Power exchange is personal. The right words come with time.
Hi Alexander,
Would you please help me find the term of, and potentially information related to, the dynamics of a devoted triad (or casual threesome) where there is a 100% dominant Sir, a 100% submissive boy, and a middle one who serves Sir and dominates the boy? Of course, age is independent of these terms; it's a state of mind. What I've found that seems to fit, though imperfectly, is Alpha (Sir) — Beta — Omega (sub boy). As I explore my kink, moving from a 'total top' into the submissive arena, I find that I still want to dominate a 'boy' as well as serve a Sir. I don't consider the term 'switch' applies in the case I describe, as the three gay men playing unwaveringly maintain their established roles. The reason for my humble request to you: I seek a term to help me search for further information, to better understand myself. Thank you in advance for any help you provide.
Trent
P.S.: I doubt anything will be published from this, but I request that only a first name/initials or 'anonymous' be used if it is published. I'm still early in my path to be open about my kink, and admire and respect - and appreciate - your openness.
PSS: Although this may sound like I'm trying to ingratiate myself or something, I have found your book, My Love Is a Beast: Confessions, and will be purchasing it this week. ...wish available for Kindle, but will do paper. :)
Heyo Trent,
I never use anyone's full name on this site. That is an automatic courtesy. (I hope that's clear from all the posts that have been published.)
I don’t know the best term for a beta-switch beyond, well, that. Labels aren’t standard in kink. They are personal. You’re unlikely to find much online that is helpful, as the Internet isn’t particularly well-suited for this type of information.
Kink is learned at the individual level, with others. The real teacher is time. The longer you play, explore, and test language—the longer you hone your communication skills with partners and friends—you will get better at describing yourself, and your triad relationship, as it grows, will get clearer. You will find the right words.
You’re chasing power exchange. I like this term because it's so open. Nearly all kinky people, regardless of the terms they use and how they define their relationships, do "power exchange". That's what most kink is. The term is so broad, so unspecific, that—like "queer"—it is endlessly customisable and can be experienced countless different ways. You're into power exchange—surrendering power to one person, taking it away from another—and how you communicate that will be specific to you.

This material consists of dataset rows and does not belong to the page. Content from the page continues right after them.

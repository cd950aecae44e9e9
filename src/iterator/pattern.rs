use std::{fmt, str::FromStr};

use crate::util::{Result, Status};

pub const SEPARATOR: char = '.';
pub const WILDCARD: &str = "*";

/// One dot-delimited unit of a pattern
#[derive(Debug, Clone, PartialEq, Eq)]
pub enum Segment {
    /// Direct field or key lookup
    Literal(String),
    /// Any key of the table at this position
    Wildcard,
}

impl Segment {
    pub fn is_wildcard(&self) -> bool {
        matches!(self, Segment::Wildcard)
    }
}

/// Parsed dotted path pattern such as `services.*.ports.*`
///
/// Immutable once parsed. Contains at least one segment and no empty
/// segments.
#[derive(Debug, Clone, PartialEq, Eq)]
pub struct Pattern {
    segments: Vec<Segment>,
    wildcards: usize,
}

impl Pattern {
    pub fn parse(pattern: &str) -> Result<Pattern> {
        if pattern.is_empty() {
            return Err(Status::invalid_argument("empty pattern"));
        }

        let mut segments = Vec::new();
        let mut wildcards = 0;
        for (i, part) in pattern.split(SEPARATOR).enumerate() {
            if part.is_empty() {
                return Err(Status::invalid_argument(format!(
                    "empty segment {i} in pattern {pattern:?}"
                )));
            }
            if part == WILDCARD {
                wildcards += 1;
                segments.push(Segment::Wildcard);
            } else {
                segments.push(Segment::Literal(part.to_string()));
            }
        }

        Ok(Pattern {
            segments,
            wildcards,
        })
    }

    pub fn segments(&self) -> &[Segment] {
        &self.segments
    }

    pub fn len(&self) -> usize {
        self.segments.len()
    }

    /// Always false for a parsed pattern
    pub fn is_empty(&self) -> bool {
        self.segments.is_empty()
    }

    pub fn wildcard_count(&self) -> usize {
        self.wildcards
    }

    /// True when the pattern names exactly one path
    pub fn is_literal(&self) -> bool {
        self.wildcards == 0
    }
}

impl FromStr for Pattern {
    type Err = Status;

    fn from_str(s: &str) -> Result<Self> {
        Pattern::parse(s)
    }
}

impl fmt::Display for Pattern {
    fn fmt(&self, f: &mut fmt::Formatter<'_>) -> fmt::Result {
        for (i, segment) in self.segments.iter().enumerate() {
            if i > 0 {
                write!(f, "{SEPARATOR}")?;
            }
            match segment {
                Segment::Literal(name) => write!(f, "{name}")?,
                Segment::Wildcard => write!(f, "{WILDCARD}")?,
            }
        }
        Ok(())
    }
}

You need time with other kinky people in kinky places, like leather bars and fetish events. Someday, somewhere, you may meet someone who calls themselves a term that zings in your heart and feels good, and you will borrow it forever. That term, whatever it is, will be more meaningful than any found online. You will meet kinky relationship groups ("clusters") who use all sorts of wonderful names for each other.
My friend Kellen is a "fist brat". Some years ago, he provided a service to his followers on Twitter by explaining this term and what it meant to him. I’m sure many guys who followed him (he is popular on Fisting Twitter) realised they were fist brats, too.
One of my best friends is a "granny fag”—his own term and one that somehow perfectly describes him. More than a submissive, I am a "pussy fag" and the right guys know what I'm talking about.
This is where language and experience meet, where one takes tools we all have access to—language, words—and finds their term that fits. Kink, like many things in life, is a journey of communication and language more than a body thing, a sex thing. Stay the course and keep an ear open for a new label. Until you find it, you're a beta-switch.